WHAT YOU NEED TO DO - All that is wanted is the exact text of each line from the one with "pub mod errors;" to the close of the listing, ends included.

RECORDS SUPPLIED -
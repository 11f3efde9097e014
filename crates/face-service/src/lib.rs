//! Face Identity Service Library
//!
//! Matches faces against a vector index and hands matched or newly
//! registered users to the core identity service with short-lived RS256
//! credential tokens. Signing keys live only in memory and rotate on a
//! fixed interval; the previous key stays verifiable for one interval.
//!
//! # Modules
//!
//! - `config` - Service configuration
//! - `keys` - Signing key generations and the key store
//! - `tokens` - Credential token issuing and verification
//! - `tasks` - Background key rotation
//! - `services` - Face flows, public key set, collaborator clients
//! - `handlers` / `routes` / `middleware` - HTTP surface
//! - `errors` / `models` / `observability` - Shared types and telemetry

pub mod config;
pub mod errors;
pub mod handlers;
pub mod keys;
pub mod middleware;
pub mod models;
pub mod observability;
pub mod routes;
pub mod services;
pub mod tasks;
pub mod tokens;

ANSWER FOR THE TASK -
pub mod errors;
pub mod handlers;
pub mod keys;
pub mod middleware;
pub mod models;
pub mod observability;
pub mod routes;
pub mod services;
pub mod tasks;
pub mod tokens;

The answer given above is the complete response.